____ Records for this task

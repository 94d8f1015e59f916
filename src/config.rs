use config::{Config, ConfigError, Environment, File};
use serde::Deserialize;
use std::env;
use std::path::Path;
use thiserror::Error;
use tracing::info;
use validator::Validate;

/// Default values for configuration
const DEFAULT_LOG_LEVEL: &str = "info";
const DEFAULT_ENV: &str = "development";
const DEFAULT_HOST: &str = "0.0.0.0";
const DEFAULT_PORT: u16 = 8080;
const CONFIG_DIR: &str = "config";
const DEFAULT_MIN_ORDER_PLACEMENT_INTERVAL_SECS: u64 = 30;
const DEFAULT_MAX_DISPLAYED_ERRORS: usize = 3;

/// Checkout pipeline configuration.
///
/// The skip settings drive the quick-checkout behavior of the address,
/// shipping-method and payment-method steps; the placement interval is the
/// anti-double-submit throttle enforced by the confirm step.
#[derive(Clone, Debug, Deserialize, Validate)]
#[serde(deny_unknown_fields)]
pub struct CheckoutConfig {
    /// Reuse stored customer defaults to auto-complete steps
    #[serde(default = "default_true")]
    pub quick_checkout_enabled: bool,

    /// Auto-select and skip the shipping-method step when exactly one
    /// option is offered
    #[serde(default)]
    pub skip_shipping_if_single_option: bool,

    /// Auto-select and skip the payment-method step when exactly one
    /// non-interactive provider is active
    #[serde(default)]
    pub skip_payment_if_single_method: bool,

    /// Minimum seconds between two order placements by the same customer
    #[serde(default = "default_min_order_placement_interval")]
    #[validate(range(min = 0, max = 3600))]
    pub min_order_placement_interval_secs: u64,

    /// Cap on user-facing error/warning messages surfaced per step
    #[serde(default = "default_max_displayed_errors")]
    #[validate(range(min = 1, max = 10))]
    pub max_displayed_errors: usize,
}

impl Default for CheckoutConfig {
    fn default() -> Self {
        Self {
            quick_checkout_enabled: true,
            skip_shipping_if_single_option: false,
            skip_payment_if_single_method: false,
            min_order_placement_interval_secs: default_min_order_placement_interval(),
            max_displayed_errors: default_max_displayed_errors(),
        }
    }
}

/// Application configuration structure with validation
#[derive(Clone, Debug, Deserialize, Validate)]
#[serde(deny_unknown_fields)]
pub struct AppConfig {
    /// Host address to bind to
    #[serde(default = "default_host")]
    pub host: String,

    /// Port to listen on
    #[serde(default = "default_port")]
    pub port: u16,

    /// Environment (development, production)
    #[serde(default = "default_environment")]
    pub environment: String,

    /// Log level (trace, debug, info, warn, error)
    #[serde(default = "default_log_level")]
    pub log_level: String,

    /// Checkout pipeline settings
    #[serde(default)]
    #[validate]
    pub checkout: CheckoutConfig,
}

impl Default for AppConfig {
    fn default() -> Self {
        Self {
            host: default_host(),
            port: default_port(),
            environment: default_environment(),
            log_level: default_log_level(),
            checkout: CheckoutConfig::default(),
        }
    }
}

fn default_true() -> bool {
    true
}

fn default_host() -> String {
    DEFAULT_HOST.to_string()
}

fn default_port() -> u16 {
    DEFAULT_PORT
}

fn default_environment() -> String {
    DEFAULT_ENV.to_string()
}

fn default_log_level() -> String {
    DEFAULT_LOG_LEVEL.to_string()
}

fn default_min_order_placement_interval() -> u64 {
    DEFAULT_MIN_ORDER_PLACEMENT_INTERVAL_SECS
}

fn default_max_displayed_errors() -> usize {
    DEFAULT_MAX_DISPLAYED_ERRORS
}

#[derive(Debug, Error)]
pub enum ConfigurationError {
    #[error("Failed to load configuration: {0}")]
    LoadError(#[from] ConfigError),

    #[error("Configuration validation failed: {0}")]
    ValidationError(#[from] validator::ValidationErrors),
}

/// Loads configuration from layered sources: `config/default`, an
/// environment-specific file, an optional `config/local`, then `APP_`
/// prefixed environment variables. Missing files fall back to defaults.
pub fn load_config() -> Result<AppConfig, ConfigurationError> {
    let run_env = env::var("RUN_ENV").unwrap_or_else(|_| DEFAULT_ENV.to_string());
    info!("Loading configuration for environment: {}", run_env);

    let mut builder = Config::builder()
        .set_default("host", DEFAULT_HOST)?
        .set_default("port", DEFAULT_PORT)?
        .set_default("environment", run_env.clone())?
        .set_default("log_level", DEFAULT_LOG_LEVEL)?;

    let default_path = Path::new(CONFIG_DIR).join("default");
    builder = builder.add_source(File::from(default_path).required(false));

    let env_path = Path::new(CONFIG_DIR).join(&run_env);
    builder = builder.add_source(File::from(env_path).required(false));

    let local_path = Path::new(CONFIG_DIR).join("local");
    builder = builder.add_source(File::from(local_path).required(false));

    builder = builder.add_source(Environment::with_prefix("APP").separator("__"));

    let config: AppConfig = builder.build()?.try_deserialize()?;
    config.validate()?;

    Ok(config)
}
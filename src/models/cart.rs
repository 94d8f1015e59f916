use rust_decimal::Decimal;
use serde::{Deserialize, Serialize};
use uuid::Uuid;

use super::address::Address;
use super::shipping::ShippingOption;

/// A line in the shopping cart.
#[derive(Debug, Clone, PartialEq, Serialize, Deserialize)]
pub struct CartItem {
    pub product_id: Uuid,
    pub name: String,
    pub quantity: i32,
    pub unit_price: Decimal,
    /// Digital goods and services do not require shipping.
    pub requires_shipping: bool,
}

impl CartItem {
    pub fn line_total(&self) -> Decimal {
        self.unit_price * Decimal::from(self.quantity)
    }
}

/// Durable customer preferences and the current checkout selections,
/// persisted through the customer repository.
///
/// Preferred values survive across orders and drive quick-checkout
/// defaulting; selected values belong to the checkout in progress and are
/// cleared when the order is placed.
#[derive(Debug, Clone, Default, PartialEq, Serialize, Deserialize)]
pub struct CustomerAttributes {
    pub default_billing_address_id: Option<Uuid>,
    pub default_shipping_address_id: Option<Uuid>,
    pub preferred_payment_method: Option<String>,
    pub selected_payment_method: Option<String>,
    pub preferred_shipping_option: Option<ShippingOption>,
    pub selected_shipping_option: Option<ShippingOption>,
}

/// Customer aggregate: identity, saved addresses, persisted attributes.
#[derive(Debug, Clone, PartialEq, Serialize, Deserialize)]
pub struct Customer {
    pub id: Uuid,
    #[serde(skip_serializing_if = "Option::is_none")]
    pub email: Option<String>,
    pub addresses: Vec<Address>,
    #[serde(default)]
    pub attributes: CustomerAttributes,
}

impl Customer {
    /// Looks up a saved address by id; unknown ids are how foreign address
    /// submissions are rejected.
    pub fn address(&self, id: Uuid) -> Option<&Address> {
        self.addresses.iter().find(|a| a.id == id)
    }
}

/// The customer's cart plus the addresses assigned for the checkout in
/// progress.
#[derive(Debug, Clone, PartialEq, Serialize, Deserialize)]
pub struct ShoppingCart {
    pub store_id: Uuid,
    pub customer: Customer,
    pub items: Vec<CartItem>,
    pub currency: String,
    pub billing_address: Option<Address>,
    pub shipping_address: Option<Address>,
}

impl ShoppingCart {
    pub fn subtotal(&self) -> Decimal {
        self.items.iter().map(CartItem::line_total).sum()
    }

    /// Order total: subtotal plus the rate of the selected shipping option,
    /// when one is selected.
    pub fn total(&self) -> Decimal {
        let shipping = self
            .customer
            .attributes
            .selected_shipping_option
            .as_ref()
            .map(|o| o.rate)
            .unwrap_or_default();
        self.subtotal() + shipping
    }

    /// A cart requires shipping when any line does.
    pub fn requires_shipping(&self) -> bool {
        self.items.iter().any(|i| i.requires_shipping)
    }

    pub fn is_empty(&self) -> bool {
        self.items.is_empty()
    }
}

________

## What the task requires
What is needed is an exact copy of all the data above.

## Task answer
repository 94d8f1015e59f916
filename src/config.rs
use config::{Config, ConfigError, Environment, File};
use serde::Deserialize;
use std::env;
use std::path::Path;
use thiserror::Error;
use tracing::info;
use validator::Validate;

/// Default values for configuration
const DEFAULT_LOG_LEVEL: &str = "info";
const DEFAULT_ENV: &str = "development";
const DEFAULT_HOST: &str = "0.0.0.0";
const DEFAULT_PORT: u16 = 8080;
const CONFIG_DIR: &str = "config";
const DEFAULT_MIN_ORDER_PLACEMENT_INTERVAL_SECS: u64 = 30;
const DEFAULT_MAX_DISPLAYED_ERRORS: usize = 3;

/// Checkout pipeline configuration.
///
/// The skip settings drive the quick-checkout behavior of the address,
/// shipping-method and payment-method steps; the placement interval is the
/// anti-double-submit throttle enforced by the confirm step.
#[derive(Clone, Debug, Deserialize, Validate)]
#[serde(deny_unknown_fields)]
pub struct CheckoutConfig {
    /// Reuse stored customer defaults to auto-complete steps
    #[serde(default = "default_true")]
    pub quick_checkout_enabled: bool,

    /// Auto-select and skip the shipping-method step when exactly one
    /// option is offered
    #[serde(default)]
    pub skip_shipping_if_single_option: bool,

    /// Auto-select and skip the payment-method step when exactly one
    /// non-interactive provider is active
    #[serde(default)]
    pub skip_payment_if_single_method: bool,

    /// Minimum seconds between two order placements by the same customer
    #[serde(default = "default_min_order_placement_interval")]
    #[validate(range(min = 0, max = 3600))]
    pub min_order_placement_interval_secs: u64,

    /// Cap on user-facing error/warning messages surfaced per step
    #[serde(default = "default_max_displayed_errors")]
    #[validate(range(min = 1, max = 10))]
    pub max_displayed_errors: usize,
}

impl Default for CheckoutConfig {
    fn default() -> Self {
        Self {
            quick_checkout_enabled: true,
            skip_shipping_if_single_option: false,
            skip_payment_if_single_method: false,
            min_order_placement_interval_secs: default_min_order_placement_interval(),
            max_displayed_errors: default_max_displayed_errors(),
        }
    }
}

/// Application configuration structure with validation
#[derive(Clone, Debug, Deserialize, Validate)]
#[serde(deny_unknown_fields)]
pub struct AppConfig {
    /// Host address to bind to
    #[serde(default = "default_host")]
    pub host: String,

    /// Port to listen on
    #[serde(default = "default_port")]
    pub port: u16,

    /// Environment (development, production)
    #[serde(default = "default_environment")]
    pub environment: String,

    /// Log level (trace, debug, info, warn, error)
    #[serde(default = "default_log_level")]
    pub log_level: String,

    /// Checkout pipeline settings
    #[serde(default)]
    #[validate]
    pub checkout: CheckoutConfig,
}

impl Default for AppConfig {
    fn default() -> Self {
        Self {
            host: default_host(),
            port: default_port(),
            environment: default_environment(),
            log_level: default_log_level(),
            checkout: CheckoutConfig::default(),
        }
    }
}

fn default_true() -> bool {
    true
}

fn default_host() -> String {
    DEFAULT_HOST.to_string()
}

fn default_port() -> u16 {
    DEFAULT_PORT
}

fn default_environment() -> String {
    DEFAULT_ENV.to_string()
}

fn default_log_level() -> String {
    DEFAULT_LOG_LEVEL.to_string()
}

fn default_min_order_placement_interval() -> u64 {
    DEFAULT_MIN_ORDER_PLACEMENT_INTERVAL_SECS
}

fn default_max_displayed_errors() -> usize {
    DEFAULT_MAX_DISPLAYED_ERRORS
}

#[derive(Debug, Error)]
pub enum ConfigurationError {
    #[error("Failed to load configuration: {0}")]
    LoadError(#[from] ConfigError),

    #[error("Configuration validation failed: {0}")]
    ValidationError(#[from] validator::ValidationErrors),
}

/// Loads configuration from layered sources: `config/default`, an
/// environment-specific file, an optional `config/local`, then `APP_`
/// prefixed environment variables. Missing files fall back to defaults.
pub fn load_config() -> Result<AppConfig, ConfigurationError> {
    let run_env = env::var("RUN_ENV").unwrap_or_else(|_| DEFAULT_ENV.to_string());
    info!("Loading configuration for environment: {}", run_env);

    let mut builder = Config::builder()
        .set_default("host", DEFAULT_HOST)?
        .set_default("port", DEFAULT_PORT)?
        .set_default("environment", run_env.clone())?
        .set_default("log_level", DEFAULT_LOG_LEVEL)?;

    let default_path = Path::new(CONFIG_DIR).join("default");
    builder = builder.add_source(File::from(default_path).required(false));

    let env_path = Path::new(CONFIG_DIR).join(&run_env);
    builder = builder.add_source(File::from(env_path).required(false));

    let local_path = Path::new(CONFIG_DIR).join("local");
    builder = builder.add_source(File::from(local_path).required(false));

    builder = builder.add_source(Environment::with_prefix("APP").separator("__"));

    let config: AppConfig = builder.build()?.try_deserialize()?;
    config.validate()?;

    Ok(config)
}
filename src/models/cart.rs
repository 94d8f1015e59f916
use rust_decimal::Decimal;
use serde::{Deserialize, Serialize};
use uuid::Uuid;

use super::address::Address;
use super::shipping::ShippingOption;

/// A line in the shopping cart.
#[derive(Debug, Clone, PartialEq, Serialize, Deserialize)]
pub struct CartItem {
    pub product_id: Uuid,
    pub name: String,
    pub quantity: i32,
    pub unit_price: Decimal,
    /// Digital goods and services do not require shipping.
    pub requires_shipping: bool,
}

impl CartItem {
    pub fn line_total(&self) -> Decimal {
        self.unit_price * Decimal::from(self.quantity)
    }
}

/// Durable customer preferences and the current checkout selections,
/// persisted through the customer repository.
///
/// Preferred values survive across orders and drive quick-checkout
/// defaulting; selected values belong to the checkout in progress and are
/// cleared when the order is placed.
#[derive(Debug, Clone, Default, PartialEq, Serialize, Deserialize)]
pub struct CustomerAttributes {
    pub default_billing_address_id: Option<Uuid>,
    pub default_shipping_address_id: Option<Uuid>,
    pub preferred_payment_method: Option<String>,
    pub selected_payment_method: Option<String>,
    pub preferred_shipping_option: Option<ShippingOption>,
    pub selected_shipping_option: Option<ShippingOption>,
}

/// Customer aggregate: identity, saved addresses, persisted attributes.
#[derive(Debug, Clone, PartialEq, Serialize, Deserialize)]
pub struct Customer {
    pub id: Uuid,
    #[serde(skip_serializing_if = "Option::is_none")]
    pub email: Option<String>,
    pub addresses: Vec<Address>,
    #[serde(default)]
    pub attributes: CustomerAttributes,
}

impl Customer {
    /// Looks up a saved address by id; unknown ids are how foreign address
    /// submissions are rejected.
    pub fn address(&self, id: Uuid) -> Option<&Address> {
        self.addresses.iter().find(|a| a.id == id)
    }
}

/// The customer's cart plus the addresses assigned for the checkout in
/// progress.
#[derive(Debug, Clone, PartialEq, Serialize, Deserialize)]
pub struct ShoppingCart {
    pub store_id: Uuid,
    pub customer: Customer,
    pub items: Vec<CartItem>,
    pub currency: String,
    pub billing_address: Option<Address>,
    pub shipping_address: Option<Address>,
}

impl ShoppingCart {
    pub fn subtotal(&self) -> Decimal {
        self.items.iter().map(CartItem::line_total).sum()
    }

    /// Order total: subtotal plus the rate of the selected shipping option,
    /// when one is selected.
    pub fn total(&self) -> Decimal {
        let shipping = self
            .customer
            .attributes
            .selected_shipping_option
            .as_ref()
            .map(|o| o.rate)
            .unwrap_or_default();
        self.subtotal() + shipping
    }

    /// A cart requires shipping when any line does.
    pub fn requires_shipping(&self) -> bool {
        self.items.iter().any(|i| i.requires_shipping)
    }

    pub fn is_empty(&self) -> bool {
        self.items.is_empty()
    }
}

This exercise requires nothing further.